Classical liberals understood well the evil of inflation. Unfortunately, the Keynesians of our times have obscured this understanding. Keynesians are still talking of government deficits as a “stimulus”. They love their “welfare state”. Yet, their paper money is just a “property title without property” that is “legal tender” in all exchanges by which “real” goods and services can be obtained for the paper notes. Thus, an increase in paper property titles without any increase in the real goods and services produced can only lead to a redistribution of real wealth. Those who get to spend the paper notes first, gain. Those who get to spend them last, lose. Inflation is a tax on the poor, on savers and on all those with fixed incomes. This is no way to “help the poor”. This is a falsity; this is certainly not “philanthropy”. Nor is it “welfare”. It is, of course, “redistributive”, but in the opposite direction of that which theneta claims it to be. It takes from the poor to give to the rich. 

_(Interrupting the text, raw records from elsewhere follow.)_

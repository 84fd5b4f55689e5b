use crate::core::error::DataFormatError;
use crate::core::instance_header::InstanceHeader;
use crate::core::instances::{DenseInstance, Instance};
use std::sync::Arc;

/// An ordered, schema-homogeneous collection of labeled instances.
///
/// Datasets are supplied whole by an external loader. The framework never
/// appends or removes instances; it only derives normalized copies and
/// row-subset views (`select`).
pub struct Dataset {
    header: Arc<InstanceHeader>,
    instances: Vec<DenseInstance>,
}

impl Dataset {
    /// Builds a dataset, verifying every row matches the header width.
    pub fn new(
        header: Arc<InstanceHeader>,
        instances: Vec<DenseInstance>,
    ) -> Result<Dataset, DataFormatError> {
        let expected = header.number_of_attributes();
        for (row, instance) in instances.iter().enumerate() {
            if instance.values.len() != expected {
                return Err(DataFormatError::RowWidth {
                    row,
                    found: instance.values.len(),
                    expected,
                });
            }
        }
        Ok(Dataset { header, instances })
    }

    pub fn header(&self) -> &Arc<InstanceHeader> {
        &self.header
    }

    pub fn num_instances(&self) -> usize {
        self.instances.len()
    }

    pub fn is_empty(&self) -> bool {
        self.instances.is_empty()
    }

    pub fn num_input_attributes(&self) -> usize {
        self.header.number_of_input_attributes()
    }

    pub fn num_classes(&self) -> usize {
        self.header.number_of_classes()
    }

    pub fn instances(&self) -> impl Iterator<Item = &DenseInstance> {
        self.instances.iter()
    }

    /// Ground-truth label of a row as a class index in `[0, num_classes)`.
    pub fn label(&self, row: usize) -> Result<usize, DataFormatError> {
        let instance = self
            .instances
            .get(row)
            .ok_or(DataFormatError::RowOutOfRange {
                row,
                len: self.instances.len(),
            })?;
        let raw = instance
            .class_value()
            .filter(|v| !v.is_nan())
            .ok_or(DataFormatError::MissingClassValue(row))?;
        let num_classes = self.num_classes();
        let value = raw.round() as i64;
        if value < 0 || (num_classes > 0 && value as usize >= num_classes) {
            return Err(DataFormatError::ClassOutOfRange {
                row,
                value,
                num_classes,
            });
        }
        Ok(value as usize)
    }

    pub fn labels(&self) -> Result<Vec<usize>, DataFormatError> {
        (0..self.num_instances()).map(|i| self.label(i)).collect()
    }

    /// Derives a dataset from a row-index selection. Indices may repeat
    /// (oversampling) and out-of-range indices are skipped.
    pub fn select(&self, indices: &[usize]) -> Dataset {
        let instances = indices
            .iter()
            .filter_map(|&i| self.instances.get(i).cloned())
            .collect();
        Dataset {
            header: Arc::clone(&self.header),
            instances,
        }
    }
}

Hard-working people must wake up to the fact that their moral sentiment of sympathy is being exploited from all sides: by beggars, by charities and by governments. But most importantly by governments. And among the world’s governments, none more than by our own government of India. In every international forum, this socialist state lays claim to being a monopolist on poverty. But the fact is that it is entrenching this poverty. It loves poverty for perverted reasons of its own. 

So what do we do? First, let us wake up to the reality. Let us call for an end to all this false philanthropy. Let us not give too generously to beggars either. Let us also make the call for liberty so that the state cannot stand in the way of voluntary exchanges. In that liberated market order, let us appeal to all the people—especially the poor—to work, to produce, to exchange; in other words, to engage in “self-help”. And let us put an end to inflationism. The liberal mantra is: free trade, sound money and property titles. With these and self-help, all can survive. For those who fail, let there be genuine philanthropy. State welfare based on paper money is a curse. 

Bauer once wrote these telling words: “Poverty indicates just one thing—the absence of economic achievement.” He then went on to add: “Economic achievements are made in markets.” So let the market really be free. Remove all obstacles. Poverty will vanish on its own.